[Issue 21321] New: Class with unimplemented interface method compiles, links, then segfaults, if inherited through abstract base class
d-bugmail at puremagic.com
d-bugmail at puremagic.com
Sat Oct 17 11:25:25 UTC 2020
https://issues.dlang.org/show_bug.cgi?id=21321
Issue ID: 21321
Summary: Class with unimplemented interface method compiles,
links, then segfaults, if inherited through abstract
base class
Product: D
Version: D2
Hardware: x86_64
OS: Linux
Status: NEW
Severity: major
Priority: P1
Component: dmd
Assignee: nobody at puremagic.com
Reporter: eiderdaus at gmail.com
DMD 2.094.0 on 64-bit Linux.
interface I {
int f();
}
abstract class A : I {
}
class B : A {
}
void main()
{
I i = new B();
i.f();
}
This program compiles, links, and then segfaults at runtime once i.f() is
called. The call to i.f() is necessary to trigger the segfault.
Expected instead: This program fails to compile.
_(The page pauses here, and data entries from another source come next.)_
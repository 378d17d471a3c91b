//! Normalized member descriptors collected from an interface closure.

use serde::{Deserialize, Serialize};

/// Declared accessibility of a type or member.
#[derive(Debug, Clone, Copy, PartialEq, Eq, Hash, Default, Serialize, Deserialize)]
#[serde(rename_all = "snake_case")]
pub enum Accessibility {
    /// `public`
    #[default]
    Public,
    /// `internal`
    Internal,
    /// `protected`
    Protected,
    /// `private`
    Private,
    /// `protected internal`
    ProtectedInternal,
    /// `private protected`
    PrivateProtected,
}

impl Accessibility {
    /// C# keyword form.
    pub fn keyword(self) -> &'static str {
        match self {
            Accessibility::Public => "public",
            Accessibility::Internal => "internal",
            Accessibility::Protected => "protected",
            Accessibility::Private => "private",
            Accessibility::ProtectedInternal => "protected internal",
            Accessibility::PrivateProtected => "private protected",
        }
    }
}

/// How an argument is passed to a method parameter.
#[derive(Debug, Clone, Copy, PartialEq, Eq, Hash, Default, Serialize, Deserialize)]
#[serde(rename_all = "snake_case")]
pub enum PassingMode {
    /// By value, no modifier.
    #[default]
    Value,
    /// `ref`
    Ref,
    /// `out`
    Out,
    /// `in`
    In,
}

impl PassingMode {
    /// Modifier written before the parameter type, including the trailing
    /// space. Empty for by-value parameters.
    pub fn prefix(self) -> &'static str {
        match self {
            PassingMode::Value => "",
            PassingMode::Ref => "ref ",
            PassingMode::Out => "out ",
            PassingMode::In => "in ",
        }
    }
}

/// Member kind, part of the deduplication identity.
#[derive(Debug, Clone, Copy, PartialEq, Eq, Hash)]
pub enum MemberKind {
    /// Property with get and/or set accessors.
    Property,
    /// Ordinary method.
    Method,
}

/// Deduplication identity: kind, name and ordered parameter types.
///
/// Return types are deliberately absent.
#[derive(Debug, Clone, PartialEq, Eq, Hash)]
pub struct MemberKey {
    /// Property or method.
    pub kind: MemberKind,
    /// Member name.
    pub name: String,
    /// Parameter types in declaration order, including passing modifiers.
    pub parameter_types: Vec<String>,
}

/// One method parameter.
#[derive(Debug, Clone, PartialEq, Eq)]
pub struct ParameterDescriptor {
    /// Parameter type, verbatim.
    pub ty: String,
    /// Parameter name.
    pub name: String,
    /// Passing mode.
    pub mode: PassingMode,
}

/// A property to stub.
#[derive(Debug, Clone, PartialEq, Eq)]
pub struct PropertyDescriptor {
    /// Property name.
    pub name: String,
    /// Declared accessibility.
    pub accessibility: Accessibility,
    /// Property type, verbatim.
    pub ty: String,
    /// Whether the source declares a getter.
    pub has_getter: bool,
    /// Whether the source declares a setter.
    pub has_setter: bool,
    /// Interface the property was first collected from.
    pub declared_in: String,
}

/// A method to stub.
#[derive(Debug, Clone, PartialEq, Eq)]
pub struct MethodDescriptor {
    /// Method name.
    pub name: String,
    /// Declared accessibility.
    pub accessibility: Accessibility,
    /// Return type, verbatim.
    pub return_type: String,
    /// Generic type parameter names, passed through.
    pub type_parameters: Vec<String>,
    /// Parameters in declaration order.
    pub parameters: Vec<ParameterDescriptor>,
    /// Interface the method was first collected from.
    pub declared_in: String,
}

/// A member the companion type must implement.
#[derive(Debug, Clone, PartialEq, Eq)]
pub enum MemberDescriptor {
    /// Property.
    Property(PropertyDescriptor),
    /// Method.
    Method(MethodDescriptor),
}

impl MemberDescriptor {
    /// Member name.
    pub fn name(&self) -> &str {
        match self {
            MemberDescriptor::Property(property) => &property.name,
            MemberDescriptor::Method(method) => &method.name,
        }
    }

    /// Interface the member was first collected from.
    pub fn declared_in(&self) -> &str {
        match self {
            MemberDescriptor::Property(property) => &property.declared_in,
            MemberDescriptor::Method(method) => &method.declared_in,
        }
    }

    /// Deduplication identity.
    pub fn key(&self) -> MemberKey {
        match self {
            MemberDescriptor::Property(property) => MemberKey {
                kind: MemberKind::Property,
                name: property.name.clone(),
                parameter_types: Vec::new(),
            },
            MemberDescriptor::Method(method) => MemberKey {
                kind: MemberKind::Method,
                name: method.name.clone(),
                parameter_types: method
                    .parameters
                    .iter()
                    .map(|param| format!("{}{}", param.mode.prefix(), param.ty))
                    .collect(),
            },
        }
    }
}

#[cfg(test)]
mod tests {
    use super::*;

    fn method(name: &str, return_type: &str, params: &[(&str, PassingMode)]) -> MemberDescriptor {
        MemberDescriptor::Method(MethodDescriptor {
            name: name.into(),
            accessibility: Accessibility::Public,
            return_type: return_type.into(),
            type_parameters: vec![],
            parameters: params
                .iter()
                .enumerate()
                .map(|(i, (ty, mode))| ParameterDescriptor {
                    ty: (*ty).into(),
                    name: format!("p{i}"),
                    mode: *mode,
                })
                .collect(),
            declared_in: "Demo.IA".into(),
        })
    }

    #[test]
    fn test_key_ignores_return_type_and_parameter_names() {
        let a = method("Foo", "int", &[("int", PassingMode::Value)]);
        let b = method("Foo", "string", &[("int", PassingMode::Value)]);
        assert_eq!(a.key(), b.key());
    }

    #[test]
    fn test_key_distinguishes_overloads() {
        let a = method("Foo", "void", &[("int", PassingMode::Value)]);
        let b = method("Foo", "void", &[("float", PassingMode::Value)]);
        let c = method("Foo", "void", &[]);
        assert_ne!(a.key(), b.key());
        assert_ne!(a.key(), c.key());
    }

    #[test]
    fn test_key_distinguishes_passing_modes() {
        let a = method("Foo", "void", &[("int", PassingMode::Value)]);
        let b = method("Foo", "void", &[("int", PassingMode::Ref)]);
        assert_ne!(a.key(), b.key());
    }

    #[test]
    fn test_property_and_method_with_same_name_differ() {
        let property = MemberDescriptor::Property(PropertyDescriptor {
            name: "Foo".into(),
            accessibility: Accessibility::Public,
            ty: "int".into(),
            has_getter: true,
            has_setter: false,
            declared_in: "Demo.IA".into(),
        });
        assert_ne!(property.key(), method("Foo", "int", &[]).key());
        assert_eq!(property.name(), "Foo");
        assert_eq!(property.declared_in(), "Demo.IA");
    }

    #[test]
    fn test_keywords() {
        assert_eq!(Accessibility::ProtectedInternal.keyword(), "protected internal");
        assert_eq!(PassingMode::Out.prefix(), "out ");
        assert_eq!(PassingMode::Value.prefix(), "");
    }
}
The compiler should recognize class B as wrongly implemented because B doesn't
implement int f(). This definition of class B shouldn't compile. (Or, if you
disagree whether the definition of class B should compile, then, at the very
least, the compiler should recognize B as abstract and the line "I i = new
B();" should error. But I encourage that this empty definition of B itself be
an error.)
The impact of this bug is that programs will compile even though their types do
not satisfy their interfaces. This breaks a basic promise of the type system:
We shouldn't have to call all possible methods in all possible derived classes
at runtime merely to find what we should implement.
Workaround: Write "class B : A, I" instead of "class B : A", then we get the
correct compiler error already for the definition of the class, even when we
delete all code in main().
Related but different bug: "Unimplemented methods of interface are not reported
as errors during compilation."
https://issues.dlang.org/show_bug.cgi?id=21184
In that bug, the program compiles, but fails to link.